La France ne coopérait pas, contrairement aux autres pays européens, avec les États-Unis dans le domaine air-air : cela s’expliquait par l’absence de coopération européenne sur les avions de combat et par la politique d’indépendance manifestée par la France, en particulier pour exporter le système d’armes complet.
BILAN INDUSTRIEL
En 1980, la France avait une industrie missilière mondialement reconnue : - deux missiliers, Aérospatiale et Matra ; - un systémier, Thomson-CSF ; - l’ensemble des coopérants équipementiers : SAT pour les AD infrarouges, EMD pour les AD électromagnétiques, Thomson-CSF pour les fusées de proximité et les AD laser, SERAT, STRIM et Thomson-Brandt associées à la Direction des poudres pour les charges et les propulseurs.
La différence fondamentale avec l’industrie américaine était la quantité produite, se traduisant par une différence de coût de production en faveur des Américains : - 85 000 Hot, pour 620 000 Tow ; - 11 000 Magic 1 et 2, ce qui est une réussite, contre 35 000 Sidewinder 9 L et 9 M produits par les Américains (licences exclues) ; - 2 200 Super 530 F et D, contre 26 000 Sparrow 7 F et 7 M.
En 1980, la part du chiffre d’affaires à l’exportation, pour les missiliers français, était de l’ordre de 70 %, en majorité pour le Moyen-Orient. Les sociétés ont acquis, durant les années 1970 (à partir de 1975 pour Matra), une aisance financière permettant leur développement et l’autofinancement de développements ; cette situation continua jusque 1985.

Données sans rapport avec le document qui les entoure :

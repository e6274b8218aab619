//! Quire - streaming chat service
//!
#![doc = "Main entry point for the Quire server and management commands."]

use anyhow::Result;

use tracing_subscriber::{layer::SubscriberExt, util::SubscriberInitExt, EnvFilter};

use quire::cli::{Cli, Commands, ModelCommand};
use quire::commands;
use quire::config::Config;

#[tokio::main]
async fn main() -> Result<()> {
    // Parse command line arguments
    let cli = Cli::parse_args();

    init_tracing(cli.verbose);
    quire::chat::metrics::init_metrics_exporter();

    // Load configuration
    let config_path = cli.config.as_deref().unwrap_or("config/config.yaml");
    let config = Config::load(config_path, &cli)?;

    // Validate configuration
    config.validate()?;

    match cli.command {
        Commands::Serve { .. } => {
            tracing::info!("Starting server");
            commands::serve::run_server(config).await
        }
        Commands::Reap => commands::serve::run_reap(&config),
        Commands::Users { command } => commands::users::handle_users(&config, command),
        Commands::Sessions { command } => commands::users::handle_sessions(&config, command),
        Commands::Chats { command } => commands::chats::handle_chats(&config, command),
        Commands::Models { command } => match command {
            ModelCommand::List { json } => commands::models::list_models(&config, json),
        },
    }
}

/// Initialize tracing/logging
fn init_tracing(verbose: bool) {
    let default = if verbose { "quire=debug" } else { "quire=info" };
    let env_filter =
        EnvFilter::try_from_default_env().unwrap_or_else(|_| EnvFilter::new(default));

    tracing_subscriber::registry()
        .with(env_filter)
        .with(tracing_subscriber::fmt::layer().with_writer(std::io::stderr))
        .init();
}
//! Inline chat client
//!
//! A disposable conversation embedded in another view. Mounting picks a
//! fresh chat id; every message is submitted through `POST /api/chat` as an
//! ephemeral chat; closing deletes the chat on a best-effort basis. Chats
//! whose delete never arrives expire through the reaper.

use futures::StreamExt;
use reqwest::StatusCode;
use url::Url;

use crate::chat::{ChatRequest, ToolInvocation, UiMessage};
use crate::error::{QuireError, Result};
use crate::stream::{DataEvent, PartDecoder, StreamPart};

/// What happened to the server-side chat on close
#[derive(Debug, Clone, Copy, PartialEq, Eq)]
pub enum CloseOutcome {
    /// The chat is gone (deleted now, or never created)
    Deleted,
    /// The delete failed; the chat expires with its lease
    LeftForReaper,
}

/// Decoded response to one inline message
#[derive(Debug, Clone, Default, PartialEq)]
pub struct InlineReply {
    /// Concatenated assistant text
    pub text: String,
    /// Custom data events, in order
    pub events: Vec<DataEvent>,
    /// Error parts written by the server
    pub errors: Vec<String>,
    /// Every decoded part
    pub parts: Vec<StreamPart>,
}

impl InlineReply {
    fn from_parts(parts: Vec<StreamPart>) -> Self {
        let mut reply = Self::default();
        for part in &parts {
            match part {
                StreamPart::Text(delta) => reply.text.push_str(delta),
                StreamPart::Error(message) => reply.errors.push(message.clone()),
                StreamPart::Data(_) => reply.events.extend(part.data_events()),
                _ => {}
            }
        }
        reply.parts = parts;
        reply
    }

    fn tool_invocations(&self) -> Vec<ToolInvocation> {
        let mut invocations: Vec<ToolInvocation> = Vec::new();
        for part in &self.parts {
            match part {
                StreamPart::ToolCall(call) => invocations.push(ToolInvocation {
                    state: "call".to_string(),
                    tool_call_id: call.tool_call_id.clone(),
                    tool_name: call.tool_name.clone(),
                    args: call.args.clone(),
                    result: None,
                }),
                StreamPart::ToolResult(result) => {
                    if let Some(inv) = invocations
                        .iter_mut()
                        .find(|inv| inv.tool_call_id == result.tool_call_id)
                    {
                        inv.state = "result".to_string();
                        inv.result = Some(result.result.clone());
                    }
                }
                _ => {}
            }
        }
        invocations
    }
}

/// Client for one inline conversation
#[derive(Debug)]
pub struct InlineChat {
    client: reqwest::Client,
    base_url: Url,
    token: String,
    model_id: String,
    chat_id: Option<String>,
    messages: Vec<UiMessage>,
}

impl InlineChat {
    /// Create an unmounted client
    ///
    /// # Arguments
    ///
    /// * `base_url` - Server root, e.g. `http://127.0.0.1:3000`
    /// * `token` - Bearer session token
    /// * `model_id` - Chat model to use
    ///
    /// # Errors
    ///
    /// Returns error if `base_url` is not a valid URL
    pub fn new(base_url: &str, token: impl Into<String>, model_id: impl Into<String>) -> Result<Self> {
        let base_url = Url::parse(base_url)
            .map_err(|e| QuireError::Config(format!("Invalid server URL {}: {}", base_url, e)))?;
        Ok(Self {
            client: reqwest::Client::new(),
            base_url,
            token: token.into(),
            model_id: model_id.into(),
            chat_id: None,
            messages: Vec::new(),
        })
    }

    /// Start a new throwaway conversation, returning its id
    pub fn mount(&mut self) -> &str {
        self.messages.clear();
        self.chat_id
            .insert(uuid::Uuid::new_v4().to_string())
            .as_str()
    }

    /// Id of the mounted conversation
    pub fn chat_id(&self) -> Option<&str> {
        self.chat_id.as_deref()
    }

    /// Messages exchanged so far
    pub fn messages(&self) -> &[UiMessage] {
        &self.messages
    }

    fn endpoint(&self) -> Result<Url> {
        self.base_url
            .join("/api/chat")
            .map_err(|e| QuireError::Config(format!("Invalid server URL: {}", e)).into())
    }

    /// Send a user message and read the whole streamed reply
    ///
    /// # Errors
    ///
    /// Returns error if the client is not mounted, the server rejects the
    /// request, or the stream cannot be decoded
    pub async fn send(&mut self, text: impl Into<String>) -> Result<InlineReply> {
        let chat_id = self
            .chat_id
            .clone()
            .ok_or_else(|| QuireError::Config("Inline chat is not mounted".to_string()))?;

        self.messages
            .push(UiMessage::user(uuid::Uuid::new_v4().to_string(), text));

        let request = ChatRequest {
            id: chat_id,
            messages: self.messages.clone(),
            model_id: self.model_id.clone(),
            ephemeral: true,
        };

        let response = self
            .client
            .post(self.endpoint()?)
            .bearer_auth(&self.token)
            .json(&request)
            .send()
            .await?;

        let status = response.status();
        if !status.is_success() {
            let body = response.text().await.unwrap_or_default();
            // The message was not accepted
            self.messages.pop();
            return Err(QuireError::Provider(format!(
                "Chat request failed with {}: {}",
                status.as_u16(),
                body
            ))
            .into());
        }

        let mut decoder = PartDecoder::new();
        let mut parts = Vec::new();
        let mut body = response.bytes_stream();
        while let Some(chunk) = body.next().await {
            parts.extend(decoder.push(&chunk?)?);
        }
        if decoder.has_pending() {
            return Err(QuireError::StreamDecode("response ended mid-line".to_string()).into());
        }

        let reply = InlineReply::from_parts(parts);
        let invocations = reply.tool_invocations();
        self.messages.push(UiMessage {
            id: uuid::Uuid::new_v4().to_string(),
            role: "assistant".to_string(),
            content: reply.text.clone(),
            tool_invocations: (!invocations.is_empty()).then_some(invocations),
        });
        Ok(reply)
    }

    /// Delete the conversation and reset local state
    ///
    /// Local state is cleared whatever the server answers.
    pub async fn close(&mut self) -> CloseOutcome {
        self.messages.clear();
        let Some(chat_id) = self.chat_id.take() else {
            return CloseOutcome::Deleted;
        };

        let url = match self.endpoint() {
            Ok(url) => url,
            Err(e) => {
                tracing::warn!("Inline chat {} not deleted: {:#}", chat_id, e);
                return CloseOutcome::LeftForReaper;
            }
        };

        let result = self
            .client
            .delete(url)
            .query(&[("id", chat_id.as_str())])
            .bearer_auth(&self.token)
            .send()
            .await;

        match result {
            Ok(response) if response.status().is_success() => CloseOutcome::Deleted,
            // Never created: nothing was sent before close
            Ok(response) if response.status() == StatusCode::NOT_FOUND => CloseOutcome::Deleted,
            Ok(response) => {
                tracing::warn!(
                    "Inline chat {} not deleted: HTTP {}",
                    chat_id,
                    response.status().as_u16()
                );
                CloseOutcome::LeftForReaper
            }
            Err(e) => {
                tracing::warn!("Inline chat {} not deleted: {}", chat_id, e);
                CloseOutcome::LeftForReaper
            }
        }
    }
}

BUDGET CONSACRÉ PAR LA F RANCE AUX MISSILES TACTIQUES
Nous avons indiqué plus haut (chapitre 5) que l’estimation de la part du budget « équipement des forces » consacrée aux missiles tactiques était de 2,2 % en 1957 ; il n’y avait alors pas de fabrication, sauf pour des antichars. Une étude effectuée par la DPAI (cf. annexe 1) a montré que cette part, de la fin des années 1960 (début des productions) au début des années 1980, s’était accrue et stabilisée à environ 6 %. On peut s’étonner de cette stabilité. Mais il faut souligner que les stocks de missiles opérationnels, en France, sauf pour les antichars, sont très inférieurs à ceux de l’Allemagne et de la Grande-Bretagne.